The INEI is among several institutions which have since reached out to GRADE for information on the tools and methods used in the baseline research. The information from ENDES will be available during the first quarter of 2014 and is expected to have a direct impact on public investment, particularly for violence reduction programmes by the Ministries of Education, Social Inclusion and Women and Vulnerable Populations.
A reduction in the prevalence of gastro-intestinal and respiratory infections among young children growing up in unhealthy physical environments in urban slums in the city of Iquitos
Peru spends around 3% of its GDP on treating illnesses caused by poor water, sanitation and hygiene, and those most affected are children growing up in urban slums. In Belen, a slum area of Iquitos where 16,000 children under 8 are living, rates of acute diarrhea and respiratory infection among three year olds are 34% and 36%, while chronic malnutrition is 36%. More than half of homes (67.4%) have no sanitation and 77.3% have no potable water; 94.9% cook with carbon, wood, kerosene or dung and without a chimney, and 27.2% of homes have only one room. Given such statistics, it is not surprising that rates of acute diarrhoea and respiratory infection among three year olds are 29.8% and 24.8% respectively, and chronic malnutrition affects 27.2%.
In all, nearly half of Peru’s urban population (9.6 million people) live with at least one of the deprivations that constitute living in a ‘slum’ – overcrowding, precarious house construction, no access to water, no access to sanitary services or no land tenure – and one in five live with two or more of those deprivations. This affects all aspects of children’s lives, not only health: it limits opportunities to play, creates stress on families, and drives violence.
Improved health through better living conditions in Peru
In 2013, the Instituto de Estudios Peruanos (Institute for Peruvian Studies) completed a study of our partner TADEPA’s project, Allin Wiñapaq (‘Growing up well’ in Quechua), in Ayacucho, Peru. The study compared four similar peasant communities in the highlands of Peru, two of which took part in the project.
The study found that the project – which aimed to improve home environments – did have a positive impact on the health and quality of life of both children and their families. Improved design of kitchens, where mothers and young children spend several hours a day, reduced smoke and the incidence of respiratory and eye diseases.
Improved nutrition was observed in the project villages through ecological gardens and the introduction of refrigerators.
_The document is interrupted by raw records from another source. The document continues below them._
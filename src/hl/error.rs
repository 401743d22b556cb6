use core::fmt;
use core::fmt::{Display, Formatter};

use embedded_hal::{digital, spi};

#[cfg(feature = "defmt")]
use defmt::Format;

use crate::{configs::Oscillator, ll};

/// An error that can occur when configuring or reading the sensor
pub enum Error<SPI, IRQ>
where
    SPI: spi::ErrorType,
    IRQ: digital::ErrorType,
{
    /// Error occured while using the SPI bus
    Spi(ll::Error<SPI>),

    /// Error occured while reading the interrupt pin
    Pin(IRQ::Error),

    /// The supplied value is outside the set the hardware accepts
    ///
    /// Reported before any bus traffic is issued.
    InvalidConfiguration,

    /// The RC oscillators did not report calibration done within the deadline
    ///
    /// The sensor is left in a consistent state; triggering the calibration
    /// again is safe.
    CalibrationTimeout,

    /// The chip reports a bad lock on one or both RC oscillators
    CalibrationFailed(Oscillator),
}

impl<SPI, IRQ> From<ll::Error<SPI>> for Error<SPI, IRQ>
where
    SPI: spi::ErrorType,
    IRQ: digital::ErrorType,
{
    fn from(error: ll::Error<SPI>) -> Self {
        Error::Spi(error)
    }
}

impl<SPI, IRQ> Display for Error<SPI, IRQ>
where
    SPI: spi::ErrorType,
    SPI::Error: fmt::Debug,
    IRQ: digital::ErrorType,
    IRQ::Error: fmt::Debug,
{
    fn fmt(&self, f: &mut Formatter<'_>) -> core::fmt::Result {
        write!(f, "{:?}", self)
    }
}

#[cfg(feature = "std")]
impl<SPI, IRQ> std::error::Error for Error<SPI, IRQ>
where
    SPI: spi::ErrorType,
    SPI::Error: fmt::Debug,
    IRQ: digital::ErrorType,
    IRQ::Error: fmt::Debug,
{
}

// We can't derive this implementation, as `Debug` is only implemented
// conditionally for `ll::Error`.
impl<SPI, IRQ> fmt::Debug for Error<SPI, IRQ>
where
    SPI: spi::ErrorType,
    SPI::Error: fmt::Debug,
    IRQ: digital::ErrorType,
    IRQ::Error: fmt::Debug,
{
    fn fmt(&self, f: &mut fmt::Formatter) -> fmt::Result {
        match self {
            Error::Spi(error) => write!(f, "Spi({:?})", error),
            Error::Pin(error) => write!(f, "Pin({:?})", error),
            Error::InvalidConfiguration => write!(f, "InvalidConfiguration"),
            Error::CalibrationTimeout => write!(f, "CalibrationTimeout"),
            Error::CalibrationFailed(oscillator) => {
                write!(f, "CalibrationFailed({:?})", oscillator)
            }
        }
    }
}

#[cfg(feature = "defmt")]
impl<SPI, IRQ> Format for Error<SPI, IRQ>
where
    SPI: spi::ErrorType,
    IRQ: digital::ErrorType,
{
    fn format(&self, f: defmt::Formatter) {
        match self {
            Error::Spi(error) => defmt::write!(f, "Spi({:?})", error),
            Error::Pin(_) => defmt::write!(f, "Pin()"),
            Error::InvalidConfiguration => defmt::write!(f, "InvalidConfiguration"),
            Error::CalibrationTimeout => defmt::write!(f, "CalibrationTimeout"),
            Error::CalibrationFailed(oscillator) => {
                defmt::write!(f, "CalibrationFailed({:?})", oscillator)
            }
        }
    }
}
There was also a lower incidence of gastrointestinal diseases, attributed to the project’s emphasis on boiling water and using safe containers.
There were benefits, too, beyond the goal of improving health through better living conditions: the two project villages had lower incidences of neglect and violence against children, which is related to reduced stress through the encouragement of shared family responsibilities and a more organised home environment.